Last week, my supervisor passed along a mandate that product testing must happen according to a documented test strategy that conforms to a standard, comprehensive template. When I received exposure to this template for the first time, I thought it looked quite onerous. This template includes all manner of compulsory, and occasionally optional, fields to fill in. While filling in the blanks is simple enough if you have the data at-hand, it’s not always so simple to research the data you need to fill those blanks in with. Tools exist to help the prepared engineer with this, such as Watts Humphery’s Personal Software Process, or burn-down charts if you’re a SCRUM master, so I won’t consider this topic further, except to say that most engineers are not so prepared. With this new template, part of the responsibility for project planning now falls squarely on the product’s quality engineers (QEs) assigned to that project, including forecasting which different phases of testing are needed, when they start and for how long, what is known to be in- and out-of-scope, an architecture diagram or description, and more. No part of this form seemed to comply with our previously pro-agile approach to product testing. My gut felt sick, with thoughts of pitchforks and torches dancing in my head. In short, I panicked.

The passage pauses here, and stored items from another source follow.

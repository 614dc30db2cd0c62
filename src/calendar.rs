//! Calendar-date parsing shared by filtering, activity checks and formatting.
//!
//! Campaign dates are stored as `M/D/YYYY` strings. They are split on `/`
//! rather than handed to a general date parser so that the interpretation of
//! every component is fixed. ISO `YYYY-MM-DD` is the only other form accepted.

use chrono::{Datelike, NaiveDate};

pub fn parse_calendar_date(text: &str) -> Option<NaiveDate> {
    let text = text.trim();

    if let Some([month, day, year]) = split_components(text, '/') {
        return build_date(year, month, day);
    }

    if let Some([year, month, day]) = split_components(text, '-') {
        return build_date(year, month, day);
    }

    None
}

/// Renders a date the way the creation form stores it (`MM/DD/YYYY`).
pub fn format_form_date(date: NaiveDate) -> String {
    format!("{:02}/{:02}/{:04}", date.month(), date.day(), date.year())
}

fn split_components(text: &str, separator: char) -> Option<[&str; 3]> {
    let mut parts = text.split(separator);
    let first = parts.next()?;
    let second = parts.next()?;
    let third = parts.next()?;
    if parts.next().is_some() {
        return None;
    }

    Some([first, second, third])
}

fn build_date(year: &str, month: &str, day: &str) -> Option<NaiveDate> {
    let year = parse_number(year, 4, 4)?;
    let month = parse_number(month, 1, 2)?;
    let day = parse_number(day, 1, 2)?;

    NaiveDate::from_ymd_opt(year as i32, month, day)
}

fn parse_number(text: &str, min_digits: usize, max_digits: usize) -> Option<u32> {
    if text.len() < min_digits || text.len() > max_digits {
        return None;
    }
    if !text.bytes().all(|b| b.is_ascii_digit()) {
        return None;
    }

    text.parse().ok()
}

#[cfg(test)]
mod tests {
    use super::*;

    fn date(year: i32, month: u32, day: u32) -> NaiveDate {
        NaiveDate::from_ymd_opt(year, month, day).unwrap()
    }

    #[test]
    fn parses_month_day_year() {
        assert_eq!(parse_calendar_date("9/19/2021"), Some(date(2021, 9, 19)));
        assert_eq!(parse_calendar_date("11/1/2022"), Some(date(2022, 11, 1)));
        assert_eq!(parse_calendar_date("03/05/2021"), Some(date(2021, 3, 5)));
    }

    #[test]
    fn parses_iso_dates() {
        assert_eq!(parse_calendar_date("2024-01-01"), Some(date(2024, 1, 1)));
        assert_eq!(parse_calendar_date("2024-12-31"), Some(date(2024, 12, 31)));
    }

    #[test]
    fn rejects_malformed_dates() {
        assert_eq!(parse_calendar_date(""), None);
        assert_eq!(parse_calendar_date("not a date"), None);
        assert_eq!(parse_calendar_date("13/1/2024"), None);
        assert_eq!(parse_calendar_date("2/30/2024"), None);
        assert_eq!(parse_calendar_date("1/1/24"), None);
        assert_eq!(parse_calendar_date("1/1/2024/1"), None);
        assert_eq!(parse_calendar_date("+1/1/2024"), None);
        assert_eq!(parse_calendar_date("2024/01/01"), None);
    }

    #[test]
    fn form_dates_are_zero_padded() {
        assert_eq!(format_form_date(date(2024, 3, 7)), "03/07/2024");
        assert_eq!(
            parse_calendar_date(&format_form_date(date(2025, 11, 30))),
            Some(date(2025, 11, 30))
        );
    }
}
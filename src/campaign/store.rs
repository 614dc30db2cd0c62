use crate::seed;

use super::Campaign;

/// Ordered, append-only list of campaigns plus its loading and error flags.
/// Nothing is validated here; callers validate before adding.
#[derive(Clone, Debug)]
pub struct CampaignStore {
    campaigns: Vec<Campaign>,
    loading: bool,
    error: Option<String>,
}

impl CampaignStore {
    pub fn new(campaigns: Vec<Campaign>) -> CampaignStore {
        CampaignStore {
            campaigns,
            loading: false,
            error: None,
        }
    }

    pub fn seeded() -> CampaignStore {
        CampaignStore::new(seed::campaigns())
    }

    pub fn campaigns(&self) -> &[Campaign] {
        &self.campaigns
    }

    pub fn loading(&self) -> bool {
        self.loading
    }

    pub fn error(&self) -> Option<&str> {
        self.error.as_deref()
    }

    pub fn add_one(&mut self, campaign: Campaign) {
        self.campaigns.push(campaign);
    }

    pub fn add_many<I>(&mut self, campaigns: I) -> usize
    where
        I: IntoIterator<Item = Campaign>,
    {
        let before = self.campaigns.len();
        self.campaigns.extend(campaigns);
        self.campaigns.len() - before
    }

    pub fn set_loading(&mut self, loading: bool) {
        self.loading = loading;
    }

    pub fn set_error(&mut self, error: Option<String>) {
        self.error = error;
    }
}
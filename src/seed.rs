use crate::campaign::Campaign;
use crate::user::UserId;

/// The campaigns every fresh store starts with.
pub fn campaigns() -> Vec<Campaign> {
    vec![
        campaign("1", "Divavu", "9/19/2021", "3/9/2023", 88377.0, 3),
        campaign("2", "Jaxspan", "11/21/2023", "2/21/2024", 608715.0, 6),
        campaign("3", "Miboo", "11/1/2022", "6/20/2022", 239507.0, 7),
        campaign("4", "Trilith", "8/25/2022", "11/30/2022", 179838.0, 1),
        campaign("5", "Layo", "11/28/2017", "3/10/2023", 837850.0, 9),
        campaign("6", "Photojam", "7/25/2019", "6/23/2021", 858131.0, 3),
        campaign("7", "Blogtag", "6/27/2019", "1/15/2021", 109078.0, 2),
        campaign("8", "Rhyzio", "10/13/2020", "1/25/2022", 272552.0, 4),
        campaign("9", "Zoomcast", "9/6/2021", "11/10/2023", 301919.0, 8),
        campaign("10", "Realbridge", "3/5/2021", "10/2/2026", 505602.0, 5),
    ]
}

fn campaign(
    id: &str,
    name: &str,
    start_date: &str,
    end_date: &str,
    budget: f64,
    user_id: UserId,
) -> Campaign {
    Campaign {
        id: Some(id.to_string()),
        name: name.to_string(),
        start_date: start_date.to_string(),
        end_date: end_date.to_string(),
        budget,
        user_id: Some(user_id),
    }
}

Now, let’s fast-forward to today. I needed to perform perhaps one of the simplest possible tasks one could do for any project: contribute changes to my group’s customer-facing, online documentation. It’s maintained using Sphinx, and the repository is on Github, so it ought to be a simple task, right?
Never underestimate the power of poor communication.
After spending about an hour and a half researching and repairing a botched Sphinx installation1, I tried for an hour more to get the damned thing to build the documentation website. Nothing I tried worked, so I issued several pleas to my more senior coworkers for help. Surprisingly, I was deferred by two senior engineers to speak to another, as they couldn’t remember the steps taken to let them edit the docs. After close to an hour of this, I finally get a helpful response from the third engineer. It turns out I need to install two repositories, one on top the other, for the build to work correctly. Tell me again why this isn’t written somewhere?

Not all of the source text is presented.